该技术已被广泛用于食品、化妆品、药物、环境和其他领域的分析。
这里介绍一种使用HPLC测定植物体内12种有机酸和维生素C的方法。
材料和仪器:
1. 色谱柱:C18反相色谱柱
2. 柱温:25℃
3. 甲醇
4. 乙酸
5. FIF水(80:15:5)
6. 洋葱、韭菜、蘑菇等植物样品
7. 液相色谱仪
步骤:
1. 准备样品:将洋葱、韭菜、蘑菇等植物样品切碎,然后将其加入1ml的冰冻Fruitrot中,并用离心机离心10min。
将上清取出,并进行滤过处理。
2. 准备标准曲线:将12种有机酸和维生素C标准物质(苹果酸、柠檬酸、琥珀酸、酒石酸、丙酮酸、葡萄糖酸、谷氨酸、谷酸、草酸、橙酸、马来酸、维生素C)分别制备成一定浓度的标准溶液,用HPLC进行分析得到标准曲线。

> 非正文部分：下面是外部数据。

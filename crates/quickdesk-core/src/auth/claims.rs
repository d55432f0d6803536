use serde::{Deserialize, Serialize};
use std::collections::HashMap;
use uuid::Uuid;

/// Claims carried by an access token from the identity service.
///
/// Desk roles are not read from the token; the profile row is authoritative.
#[derive(Debug, Clone, Serialize, Deserialize)]
pub struct Claims {
    /// Subject (user ID).
    pub sub: String,
    /// Issued at (Unix timestamp).
    pub iat: i64,
    /// Expiration time (Unix timestamp).
    pub exp: i64,
    /// E-mail address the identity was registered with.
    #[serde(default, skip_serializing_if = "Option::is_none")]
    pub email: Option<String>,
    /// Everything else the identity service put in the token.
    #[serde(flatten)]
    pub custom: HashMap<String, serde_json::Value>,
}

impl Claims {
    pub fn user_id(&self) -> Option<Uuid> {
        Uuid::parse_str(&self.sub).ok()
    }

    pub fn is_expired(&self) -> bool {
        self.exp < chrono::Utc::now().timestamp()
    }

    pub fn get_claim(&self, key: &str) -> Option<&serde_json::Value> {
        self.custom.get(key)
    }

    /// Display name from `user_metadata.full_name`, when the token has one.
    pub fn full_name(&self) -> Option<&str> {
        self.custom
            .get("user_metadata")
            .and_then(|m| m.get("full_name"))
            .and_then(|v| v.as_str())
    }

    pub fn builder() -> ClaimsBuilder {
        ClaimsBuilder::new()
    }
}

/// Builder for token claims. Used by tests and the dev token helper.
#[derive(Debug)]
pub struct ClaimsBuilder {
    sub: Option<String>,
    email: Option<String>,
    custom: HashMap<String, serde_json::Value>,
    duration_secs: i64,
}

impl Default for ClaimsBuilder {
    fn default() -> Self {
        Self::new()
    }
}

impl ClaimsBuilder {
    pub fn new() -> Self {
        Self {
            sub: None,
            email: None,
            custom: HashMap::new(),
            duration_secs: 3600,
        }
    }

    pub fn subject(mut self, sub: impl Into<String>) -> Self {
        self.sub = Some(sub.into());
        self
    }

    pub fn user_id(mut self, id: Uuid) -> Self {
        self.sub = Some(id.to_string());
        self
    }

    pub fn email(mut self, email: impl Into<String>) -> Self {
        self.email = Some(email.into());
        self
    }

    pub fn claim(mut self, key: impl Into<String>, value: serde_json::Value) -> Self {
        self.custom.insert(key.into(), value);
        self
    }

    /// Token lifetime in seconds. Negative values produce an expired token.
    pub fn duration_secs(mut self, secs: i64) -> Self {
        self.duration_secs = secs;
        self
    }

    pub fn build(self) -> Result<Claims, String> {
        let sub = self.sub.ok_or("Subject is required")?;
        let now = chrono::Utc::now().timestamp();

        Ok(Claims {
            sub,
            iat: now,
            exp: now + self.duration_secs,
            email: self.email,
            custom: self.custom,
        })
    }
}
use std::time::Duration;

use sqlx::postgres::{PgPool, PgPoolOptions};

use quickdesk_core::config::DatabaseConfig;
use quickdesk_core::error::{DeskError, Result};

/// Postgres connection pool.
#[derive(Clone)]
pub struct Database {
    pool: PgPool,
}

impl Database {
    /// Connect using the `[database]` section.
    pub async fn from_config(config: &DatabaseConfig) -> Result<Self> {
        let pool = PgPoolOptions::new()
            .max_connections(config.pool_size)
            .acquire_timeout(Duration::from_secs(config.pool_timeout_secs))
            .connect(&config.url)
            .await
            .map_err(|e| DeskError::Database(format!("Failed to connect: {}", e)))?;
        Ok(Self { pool })
    }

    /// Wrap an existing pool.
    pub fn from_pool(pool: PgPool) -> Self {
        Self { pool }
    }

    pub fn pool(&self) -> &PgPool {
        &self.pool
    }

    /// Check database connectivity.
    pub async fn health_check(&self) -> Result<()> {
        sqlx::query("SELECT 1")
            .execute(&self.pool)
            .await
            .map_err(|e| DeskError::Database(format!("Health check failed: {}", e)))?;
        Ok(())
    }

    /// Names of the desk tables that exist in the connected database.
    pub async fn existing_tables(&self, names: &[&str]) -> Result<Vec<String>> {
        let names: Vec<String> = names.iter().map(|n| n.to_string()).collect();
        let rows: Vec<(String,)> = sqlx::query_as(
            "SELECT table_name::TEXT FROM information_schema.tables \
             WHERE table_schema = current_schema() AND table_name = ANY($1) \
             ORDER BY table_name",
        )
        .bind(&names)
        .fetch_all(&self.pool)
        .await?;
        Ok(rows.into_iter().map(|(name,)| name).collect())
    }

    /// Close all connections gracefully.
    pub async fn close(&self) {
        self.pool.close().await;
    }
}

3. HPLC条件:色谱柱为C18反相色谱柱,流速为1.0 ml/min,柱温为25℃,流动相为甲醇-乙酸-FIF水(80:15:5),检测波长为210nm。
4. 样品分析:将经过滤过处理的样品加入色谱柱,进行HPLC分析,并测量其吸光度。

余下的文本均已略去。